Turn Your iPad into a Secondary Desktop Display - With its big, high-resolution display, it’s a shame to just park an iPad when switching to a computer. Instead, Air Display ($10) makes your iPad a second screen for your Mac, extending the desktop. The tool has just been submitted to the App Store and should be released soon; I checked out a beta.

Stream Movies From Your PC - Even if you bought the largest-capacity iPad, if it can’t fit all of your videos, it’s too small. Instead of trying to cram everything into the device, you can stream videos from a local or online PC. The process has one main caveat; if you bought movies or TV shows from the iTunes store, DRM restrictions block those files. (Podcasts and music videos should work.). But you can watch your own videos or DRM-free downloads without taking up iPad storage.

Connect More Than a Camera - Apple’s iPad Camera Connection Kit ($29) does so much more than its stated purpose. Instead of just transferring photos and videos from your camera or SD card, the adapter’s USB port attaches a range of devices.

Supercharge the Browser - Safari set a great standard for mobile browsing, but many alternatives reveal its missing features.

Atomic Web Browser - Safari will unfortunately remain as the iPad’s default. However, you can create a bookmark that reloads a Safari page within Atomic Web Browser. In the Atomic Web Browser Settings menu, tap Install Bookmarklet. That’ll open Safari and explain the process.

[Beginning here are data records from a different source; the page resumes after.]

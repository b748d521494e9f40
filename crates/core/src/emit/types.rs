//! `types.ts`: one declaration per component schema plus the message unions.

use super::Emit;
use super::ts::{TsItem, TsLiteral, TsModule, TsPrimitive, TsProp, TsType, TsTypeDef, TypeDefKind};
use super::utils::{make_unknown_record, sanitize_ts_identifier, value_to_literal};
use crate::document::Schema;
use crate::model::ResolvedModel;

/// TypeScript type name for a component schema.
///
/// Every artifact goes through this function, so a payload type imported by
/// `handlers.ts` or `client.ts` always matches its declaration here.
pub fn type_name(schema_name: &str) -> String {
    sanitize_ts_identifier(schema_name)
}

/// Map a schema to a TypeScript type.
pub fn schema_to_ts(schema: &Schema) -> TsType {
    if let Some(path) = &schema.ref_path {
        let target = path.rsplit('/').next().unwrap_or_default();
        return TsType::Ref(type_name(target));
    }

    if let Some(value) = &schema.const_value
        && let Some(literal) = value_to_literal(value)
    {
        return TsType::Literal(literal);
    }

    if let Some(values) = &schema.enum_values {
        let literals: Vec<TsType> = values
            .iter()
            .filter_map(value_to_literal)
            .map(TsType::Literal)
            .collect();
        if !literals.is_empty() {
            return union_or_never(literals);
        }
    }

    let alternatives = if schema.one_of.is_empty() {
        &schema.any_of
    } else {
        &schema.one_of
    };
    if !alternatives.is_empty() {
        let mut members: Vec<TsType> = Vec::with_capacity(alternatives.len());
        for ty in alternatives.iter().map(schema_to_ts) {
            if !members.contains(&ty) {
                members.push(ty);
            }
        }
        return union_or_never(members);
    }

    match schema.schema_type.as_deref() {
        Some("string") => TsType::Primitive(TsPrimitive::String),
        Some("number" | "integer") => TsType::Primitive(TsPrimitive::Number),
        Some("boolean") => TsType::Primitive(TsPrimitive::Boolean),
        Some("null") => TsType::Primitive(TsPrimitive::Null),
        Some("array") => {
            let item = schema
                .items
                .as_deref()
                .map_or(TsType::Primitive(TsPrimitive::Unknown), schema_to_ts);
            TsType::Array(Box::new(item))
        }
        Some("object") | None if !schema.properties.is_empty() => TsType::Object(props(schema)),
        Some("object") => make_unknown_record(),
        _ => TsType::Primitive(TsPrimitive::Unknown),
    }
}

fn props(schema: &Schema) -> Vec<TsProp> {
    schema
        .properties
        .iter()
        .map(|(name, prop)| TsProp {
            name: name.clone(),
            ty: schema_to_ts(prop),
            optional: !schema.is_required(name),
            description: prop.description.clone(),
        })
        .collect()
}

/// Declaration for a top-level component schema.
///
/// Schemas with properties become interfaces; everything else is an alias.
pub fn schema_to_typedef(name: &str, schema: &Schema) -> TsTypeDef {
    let kind = if schema.ref_path.is_none() && !schema.properties.is_empty() {
        TypeDefKind::Interface {
            properties: props(schema),
        }
    } else {
        TypeDefKind::TypeAlias {
            ty: schema_to_ts(schema),
        }
    };
    TsTypeDef {
        name: type_name(name),
        kind,
    }
}

/// Render `types.ts`.
pub fn render(model: &ResolvedModel) -> String {
    let mut module = TsModule::new(format!("Generated types for {}", model.title()));

    for (name, schema) in model.schemas() {
        module.push(TsItem::TypeDef(schema_to_typedef(name, schema)));
    }

    let names: Vec<TsType> = model
        .message_type_union()
        .into_iter()
        .map(|name| TsType::Literal(TsLiteral::String(name.to_string())))
        .collect();
    module.comment("Discriminator values of every message in the protocol");
    module.push(TsItem::TypeDef(TsTypeDef {
        name: "MessageType".into(),
        kind: TypeDefKind::TypeAlias { ty: union_or_never(names) },
    }));

    let mut payloads: Vec<TsType> = Vec::new();
    for message in model.union_messages() {
        let ty = TsType::Ref(type_name(&message.schema_name));
        if !payloads.contains(&ty) {
            payloads.push(ty);
        }
    }
    module.comment("Payload of any message in the protocol");
    module.push(TsItem::TypeDef(TsTypeDef {
        name: "AsyncApiMessage".into(),
        kind: TypeDefKind::TypeAlias {
            ty: union_or_never(payloads),
        },
    }));

    module.emit()
}

fn union_or_never(mut types: Vec<TsType>) -> TsType {
    match types.len() {
        0 => TsType::Primitive(TsPrimitive::Never),
        1 => types.remove(0),
        _ => TsType::Union(types),
    }
}

#[cfg(test)]
#[allow(clippy::unwrap_used, clippy::expect_used)]
mod tests {
    use super::*;
    use serde_json::json;

    fn schema(value: serde_json::Value) -> Schema {
        serde_json::from_value(value).unwrap()
    }

    #[test]
    fn test_schema_to_ts_primitives() {
        assert_eq!(schema_to_ts(&schema(json!({"type": "string"}))).emit(), "string");
        assert_eq!(schema_to_ts(&schema(json!({"type": "integer"}))).emit(), "number");
        assert_eq!(schema_to_ts(&schema(json!({"type": "boolean"}))).emit(), "boolean");
        assert_eq!(schema_to_ts(&schema(json!({}))).emit(), "unknown");
        assert_eq!(
            schema_to_ts(&schema(json!({"type": "object"}))).emit(),
            "Record<string, unknown>"
        );
    }

    #[test]
    fn test_schema_to_ts_const_enum_array_ref() {
        assert_eq!(
            schema_to_ts(&schema(json!({"type": "string", "const": "ping"}))).emit(),
            "\"ping\""
        );
        assert_eq!(
            schema_to_ts(&schema(json!({"type": "string", "enum": ["a", "b"]}))).emit(),
            "\"a\" | \"b\""
        );
        assert_eq!(
            schema_to_ts(&schema(json!({"type": "array", "items": {"type": "number"}}))).emit(),
            "number[]"
        );
        assert_eq!(
            schema_to_ts(&schema(json!({"$ref": "#/components/schemas/User"}))).emit(),
            "User"
        );
    }

    #[test]
    fn test_nested_object_inline() {
        let ty = schema_to_ts(&schema(json!({
            "type": "object",
            "required": ["id"],
            "properties": {
                "id": {"type": "string"},
                "tags": {"type": "array", "items": {"type": "string"}}
            }
        })));
        assert_eq!(ty.emit(), "{ id: string; tags?: string[] }");
    }

    #[test]
    fn test_schema_to_typedef_interface() {
        let def = schema_to_typedef(
            "Ping",
            &schema(json!({
                "type": "object",
                "required": ["type"],
                "properties": {
                    "type": {"type": "string", "const": "ping", "description": "Message type"},
                    "timestamp": {"type": "number"}
                }
            })),
        );
        let out = def.emit();
        assert!(out.starts_with("export interface Ping {"));
        assert!(out.contains("  /** Message type */\n  type: \"ping\";"));
        assert!(out.contains("  timestamp?: number;"));
    }

    #[test]
    fn test_alternatives_become_unions() {
        assert_eq!(
            schema_to_ts(&schema(json!({"oneOf": [{"type": "string"}, {"type": "number"}]}))).emit(),
            "string | number"
        );
        assert_eq!(
            schema_to_ts(&schema(json!({
                "anyOf": [{"$ref": "#/components/schemas/User"}, {"type": "null"}, {"type": "null"}]
            })))
            .emit(),
            "User | null"
        );
        assert_eq!(
            schema_to_ts(&schema(json!({
                "type": "array",
                "items": {"oneOf": [{"type": "string"}, {"type": "integer"}]}
            })))
            .emit(),
            "(string | number)[]"
        );

        let def = schema_to_typedef(
            "Id",
            &schema(json!({"anyOf": [{"type": "string"}, {"type": "integer"}]})),
        );
        assert_eq!(def.emit(), "export type Id = string | number;\n");
    }

    #[test]
    fn test_schema_to_typedef_alias() {
        let def = schema_to_typedef("user-id", &schema(json!({"type": "string"})));
        assert_eq!(def.emit(), "export type userId = string;\n");
    }
}
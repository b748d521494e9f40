//! Command-line front end for `wsgen`.

use clap::{CommandFactory, Parser, Subcommand};
use tracing_subscriber::EnvFilter;
use tracing_subscriber::prelude::*;

mod commands;
pub mod config;
pub mod writer;

pub use commands::check::summary;

/// Filter target covering every wsgen crate.
const LOG_TARGET: &str = "wsgen";

#[derive(Parser, Debug)]
#[command(
    name = "wsgen",
    version,
    about = "Generate typed WebSocket servers and clients from AsyncAPI documents"
)]
struct Cli {
    #[command(subcommand)]
    command: Option<Commands>,
}

#[derive(Subcommand, Debug)]
enum Commands {
    /// Generate TypeScript server and client code
    Generate(commands::generate::GenerateArgs),
    /// Validate a document and print its resolved model
    Check(commands::check::CheckArgs),
}

/// Parse `args` (including the program name) and run the chosen command.
///
/// Returns the process exit code.
pub fn run(args: Vec<String>) -> i32 {
    match Cli::try_parse_from(args) {
        Ok(cli) => match cli.command {
            Some(Commands::Generate(args)) => commands::generate::run(args),
            Some(Commands::Check(args)) => commands::check::run(args),
            None => {
                let mut cmd = Cli::command();
                let _ = cmd.print_help();
                println!();
                0
            }
        },
        Err(e) => {
            let code = e.exit_code();
            let _ = e.print();
            code
        }
    }
}

/// Install the stderr log subscriber.
pub fn init_tracing() {
    // WSGEN_LOG controls log level: "trace", "debug", "info", "warn", "error"
    // or a full tracing filter spec like "wsgen_core=trace,wsgen_cli=info"
    let filter = log_filter(std::env::var("WSGEN_LOG").ok().as_deref());

    let fmt_layer = tracing_subscriber::fmt::layer()
        .with_writer(std::io::stderr)
        .with_target(true)
        .with_filter(EnvFilter::new(filter));

    if tracing_subscriber::registry()
        .with(fmt_layer)
        .try_init()
        .is_err()
    {
        eprintln!("Warning: tracing subscriber already initialized");
    }
}

fn log_filter(env: Option<&str>) -> String {
    match env {
        Some(level) if is_plain_level(level) => format!("{LOG_TARGET}={level}"),
        Some(spec) if !spec.trim().is_empty() => spec.to_string(),
        _ => format!("{LOG_TARGET}=info"),
    }
}

fn is_plain_level(s: &str) -> bool {
    matches!(
        s.to_ascii_lowercase().as_str(),
        "trace" | "debug" | "info" | "warn" | "error"
    )
}
//! `handlers.ts`: server-side handler interfaces, registry, and defaults.

use super::Emit;
use super::ts::{ImportItem, TsModule};
use super::types::type_name;
use super::utils::{escape_js_string, message_stem};
use crate::model::{ResolvedMessage, ResolvedModel};

/// Payload type names of `messages`, first occurrence first.
pub fn payload_imports<'a>(messages: impl Iterator<Item = &'a ResolvedMessage>) -> Vec<ImportItem> {
    let mut items: Vec<ImportItem> = Vec::new();
    for message in messages {
        let item = ImportItem::named(type_name(&message.schema_name));
        if !items.contains(&item) {
            items.push(item);
        }
    }
    items
}

/// Render `handlers.ts`.
pub fn render(model: &ResolvedModel) -> String {
    let send = model.send_operations();
    let mut module = TsModule::new("WebSocket message handlers with dependency injection");
    module.import(vec![ImportItem::named("WebSocket")], "ws", true);
    module.import(payload_imports(send.values()), "./types", true);

    module.comment("Handler interface for each message the server accepts");
    for message in send.values() {
        let stem = message_stem(&message.name);
        let payload = type_name(&message.schema_name);
        module.raw(format!(
            "export interface {stem}Handler {{\n  handle(ws: WebSocket, message: {payload}): void | Promise<void>;\n}}"
        ));
    }

    let handler_union = if send.is_empty() {
        "never".to_string()
    } else {
        send.values()
            .map(|m| format!("{}Handler", message_stem(&m.name)))
            .collect::<Vec<_>>()
            .join(" | ")
    };
    module.raw(format!("export type MessageHandler = {handler_union};"));

    let mut registry = String::from(
        "export class MessageHandlerRegistry {\n  private handlers = new Map<string, MessageHandler>();\n",
    );
    for message in send.values() {
        let stem = message_stem(&message.name);
        registry.push_str(&format!(
            "\n  register{stem}(handler: {stem}Handler): void {{\n    this.handlers.set(\"{}\", handler);\n  }}\n",
            escape_js_string(&message.name)
        ));
    }
    registry.push_str(
        "\n  getHandler<T extends MessageHandler>(messageType: string): T | undefined {\n    return this.handlers.get(messageType) as T | undefined;\n  }\n}",
    );
    module.comment("Handler registry keyed by message type");
    module.raw(registry);

    if !send.is_empty() {
        module.comment("Default handler implementations");
    }
    for message in send.values() {
        module.raw(default_handler(model, message));
    }

    module.emit()
}

fn default_handler(model: &ResolvedModel, message: &ResolvedMessage) -> String {
    let stem = message_stem(&message.name);
    let payload = type_name(&message.schema_name);
    let name = escape_js_string(&message.name);

    let body = if message.name == "ping" && model.receive_operations().contains_key("pong") {
        "    ws.send(JSON.stringify({ type: \"pong\", timestamp: Date.now() }));\n".to_string()
    } else {
        format!("    // Respond to \"{name}\" here.\n")
    };

    format!(
        "export class Default{stem}Handler implements {stem}Handler {{\n  async handle(ws: WebSocket, message: {payload}): Promise<void> {{\n    console.log(\"Handling {name} message:\", message);\n{body}  }}\n}}"
    )
}
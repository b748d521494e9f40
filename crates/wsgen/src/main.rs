//! The `wsgen` command-line binary.

fn main() {
    wsgen_cli::init_tracing();
    std::process::exit(wsgen_cli::run(std::env::args().collect()));
}
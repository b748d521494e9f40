//! Reference resolution.
//!
//! References in a document are shallow by construction (operation →
//! message → schema, plus operation → channel and channel → message), so a
//! reference is reduced to its last path component and looked up directly
//! in the relevant table. Every lookup yields a [`Resolution`]; a dangling
//! reference is turned into [`Error::UnresolvedReference`] by the caller.

use tracing::{debug, trace};

use crate::document::{AsyncApiDocument, Message, Reference, Schema};
use crate::error::{Error, Result};
use crate::model::{ResolvedChannel, ResolvedMessage};
use crate::ordered::OrderedMap;

/// Content type assumed when neither the message nor the document declares one.
pub const FALLBACK_CONTENT_TYPE: &str = "application/json";

/// Outcome of looking up one reference.
#[derive(Debug, Clone, Copy, PartialEq)]
pub enum Resolution<'a, T> {
    /// The reference names a declared entity.
    Resolved(&'a T),
    /// Nothing is declared under the referenced name; carries the full path.
    Dangling(&'a str),
}

impl<'a, T> Resolution<'a, T> {
    /// Convert to a result, naming the referencing entity on failure.
    pub fn or_unresolved(self, referenced_by: impl FnOnce() -> String) -> Result<&'a T> {
        match self {
            Resolution::Resolved(entity) => Ok(entity),
            Resolution::Dangling(path) => Err(Error::UnresolvedReference {
                reference: path.to_string(),
                referenced_by: referenced_by(),
            }),
        }
    }
}

/// Look up `reference` in `table` by its target name.
pub fn lookup<'a, T>(reference: &'a Reference, table: &'a OrderedMap<String, T>) -> Resolution<'a, T> {
    match reference.target_name().and_then(|name| table.get(name)) {
        Some(entity) => Resolution::Resolved(entity),
        None => Resolution::Dangling(&reference.path),
    }
}

/// An operation whose channel and message references have been resolved.
///
/// The action is still the raw string; direction classification is a
/// separate stage.
#[derive(Debug, Clone, PartialEq)]
pub struct OperationRefs {
    /// Operation name as declared under `operations`.
    pub name: String,
    /// Raw action value.
    pub action: String,
    /// Description, or the summary when no description is given.
    pub description: Option<String>,
    /// Name of the resolved channel.
    pub channel: String,
    /// Resolved message names in declared order, without repeats.
    pub messages: Vec<String>,
}

/// Output of the resolver: every reference replaced by the entity it names.
#[derive(Debug, Clone, PartialEq)]
pub struct ResolvedDocument {
    /// Canonical resolved messages keyed by name, in order of first
    /// appearance: operation references first, then channel references,
    /// then any remaining component messages in declared order.
    pub messages: OrderedMap<String, ResolvedMessage>,
    /// Channels in document order.
    pub channels: Vec<ResolvedChannel>,
    /// Operations in document order.
    pub operations: Vec<OperationRefs>,
}

/// Resolve every reference in a document.
pub fn resolve(doc: &AsyncApiDocument) -> Result<ResolvedDocument> {
    let schemas = &doc.components.schemas;
    for (name, schema) in schemas {
        check_schema(name, schema, schemas)?;
    }

    let mut resolver = Resolver {
        doc,
        messages: OrderedMap::new(),
    };

    let mut operations = Vec::with_capacity(doc.operations.len());
    for (op_name, op) in &doc.operations {
        let channel_ref = &op.channel;
        lookup(channel_ref, &doc.channels).or_unresolved(|| format!("operation '{op_name}'"))?;
        let channel = channel_ref.target_name().unwrap_or_default().to_string();

        let mut names: Vec<String> = Vec::with_capacity(op.messages.len());
        for msg_ref in &op.messages {
            let name = resolver.message(msg_ref, || format!("operation '{op_name}'"))?;
            if !names.contains(&name) {
                names.push(name);
            }
        }

        operations.push(OperationRefs {
            name: op_name.clone(),
            action: op.action.clone(),
            description: op.description.clone().or_else(|| op.summary.clone()),
            channel,
            messages: names,
        });
    }

    let mut channels = Vec::with_capacity(doc.channels.len());
    for (channel_name, channel) in &doc.channels {
        let mut names = Vec::with_capacity(channel.messages.len());
        for msg_ref in channel.messages.values() {
            names.push(resolver.message(msg_ref, || format!("channel '{channel_name}'"))?);
        }
        channels.push(ResolvedChannel {
            name: channel_name.clone(),
            address: channel.address.clone(),
            messages: names,
        });
    }

    for (name, message) in &doc.components.messages {
        if !resolver.messages.contains_key(name) {
            let resolved = resolver.resolve_message(name, message)?;
            resolver.messages.insert_first(name.clone(), resolved);
        }
    }

    debug!(
        messages = resolver.messages.len(),
        channels = channels.len(),
        operations = operations.len(),
        "Resolved document references."
    );

    Ok(ResolvedDocument {
        messages: resolver.messages,
        channels,
        operations,
    })
}

struct Resolver<'a> {
    doc: &'a AsyncApiDocument,
    messages: OrderedMap<String, ResolvedMessage>,
}

impl Resolver<'_> {
    /// Resolve a message reference, registering the message on first sight.
    fn message(
        &mut self,
        reference: &Reference,
        referenced_by: impl FnOnce() -> String,
    ) -> Result<String> {
        let message = lookup(reference, &self.doc.components.messages).or_unresolved(referenced_by)?;
        let name = reference.target_name().unwrap_or_default();

        if self.messages.contains_key(name) {
            trace!(message = name, "Message already resolved, keeping first entry.");
        } else {
            let resolved = self.resolve_message(name, message)?;
            self.messages.insert_first(name.to_string(), resolved);
        }
        Ok(name.to_string())
    }

    fn resolve_message(&self, name: &str, message: &Message) -> Result<ResolvedMessage> {
        let schemas = &self.doc.components.schemas;
        let schema = lookup(&message.payload, schemas).or_unresolved(|| format!("message '{name}'"))?;
        let schema_name = message.payload.target_name().unwrap_or_default().to_string();

        let content_type = message
            .content_type
            .clone()
            .or_else(|| self.doc.default_content_type.clone())
            .unwrap_or_else(|| FALLBACK_CONTENT_TYPE.to_string());

        Ok(ResolvedMessage {
            name: name.to_string(),
            title: message.title.clone().or_else(|| message.name.clone()),
            summary: message.summary.clone(),
            content_type,
            schema_name,
            schema: schema.clone(),
        })
    }
}

/// Check a schema's internal invariants: nested `$ref`s resolve and every
/// required property is declared.
fn check_schema(path: &str, schema: &Schema, schemas: &OrderedMap<String, Schema>) -> Result<()> {
    if let Some(ref_path) = &schema.ref_path {
        let reference = Reference {
            path: ref_path.clone(),
        };
        lookup(&reference, schemas).or_unresolved(|| format!("schema '{path}'"))?;
    }

    for required in &schema.required {
        if !schema.properties.contains_key(required) {
            return Err(Error::UndeclaredRequiredProperty {
                schema: path.to_string(),
                property: required.clone(),
            });
        }
    }

    for (prop_name, prop) in &schema.properties {
        check_schema(&format!("{path}.{prop_name}"), prop, schemas)?;
    }

    if let Some(items) = &schema.items {
        check_schema(&format!("{path}[]"), items, schemas)?;
    }

    for (i, alternative) in schema.one_of.iter().enumerate() {
        check_schema(&format!("{path}.oneOf[{i}]"), alternative, schemas)?;
    }
    for (i, alternative) in schema.any_of.iter().enumerate() {
        check_schema(&format!("{path}.anyOf[{i}]"), alternative, schemas)?;
    }

    Ok(())
}
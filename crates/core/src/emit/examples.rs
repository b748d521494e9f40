//! Runnable entry points: `index.ts` for the server, `client-example.ts`.

use super::Emit;
use super::ts::{ImportItem, TsModule};
use super::utils::{escape_js_string, message_stem};
use crate::model::{DEFAULT_PORT, ResolvedModel};

const SHUTDOWN: &str = "process.on(\"SIGINT\", () => {\n  console.log(\"Shutting down...\");\n";

/// Render `index.ts`: registers every default handler and starts the server.
pub fn render_server_example(model: &ResolvedModel) -> String {
    let send = model.send_operations();
    let port = model.primary_server().map_or(DEFAULT_PORT, |s| s.port_or_default());

    let mut module = TsModule::new(format!("Example server for {}", model.title()));
    module.import(vec![ImportItem::named("AsyncApiWebSocketServer")], "./server", false);
    let mut handler_imports = vec![ImportItem::named("MessageHandlerRegistry")];
    handler_imports.extend(
        send.values()
            .map(|m| ImportItem::named(format!("Default{}Handler", message_stem(&m.name)))),
    );
    module.import(handler_imports, "./handlers", false);

    let mut setup = String::from("const registry = new MessageHandlerRegistry();\n");
    for message in send.values() {
        let stem = message_stem(&message.name);
        setup.push_str(&format!("registry.register{stem}(new Default{stem}Handler());\n"));
    }
    module.comment("Register the default handler for every message the server accepts");
    module.raw(setup);

    module.raw(format!(
        "const server = new AsyncApiWebSocketServer({port}, registry);\n\n{SHUTDOWN}  server.close();\n  process.exit(0);\n}});"
    ));

    module.emit()
}

/// Render `client-example.ts`: subscribes to every server message and connects.
pub fn render_client_example(model: &ResolvedModel) -> String {
    let mut module = TsModule::new(format!("Example client for {}", model.title()));
    module.import(vec![ImportItem::named("AsyncApiWebSocketClient")], "./client", false);

    let mut body = String::from("const client = new AsyncApiWebSocketClient();\n");
    for message in model.receive_operations().values() {
        let stem = message_stem(&message.name);
        body.push_str(&format!(
            "\nclient.on{stem}((message) => {{\n  console.log(\"Received {}:\", message);\n}});\n",
            escape_js_string(&message.name)
        ));
    }
    module.raw(body);

    module.raw(format!(
        "async function main(): Promise<void> {{\n  await client.connect();\n  console.log(\"Client connected\");\n}}\n\nmain().catch((error) => {{\n  console.error(\"Failed to connect:\", error);\n  process.exit(1);\n}});\n\n{SHUTDOWN}  client.close();\n  process.exit(0);\n}});"
    ));

    module.emit()
}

Apple’s eBook reader "iBooks" - keeps all of your Apple purchased books together, includes an iPad-specific interface, and interfaces with iTunes. iBooks uses the ePub file format, so while the iPad can read PDFs, you can’t store those files here with the rest of your books. You can, however, convert them to ePub first, and keep everything in one place.

Print from an iPad - PrintCentral - iPad printing might arrive in the future, but you can still print hard copies today. Several apps download network or online files to the iPad and can send them to a printer. Some apps even edit documents first, but many are difficult to use.

Instapaper Pro - Whether you have a 3G version or not, your iPad faces certain situations where it can’t be online: planes, train tunnels, and other network-not-found destinations. You can still keep up on all of your favorite Websites with Instapaper Pro ($5). This tool manages content you want to read later and caches articles for times that you’re offline.

ProRemote - A keyboard and mouse combination remains the best way to control a PC, but those days might be numbered. What if you could use the iPad as an interface, changing PowerPoint slides while reading your notes, or even touching faders and dials to interface with pro audio production tools?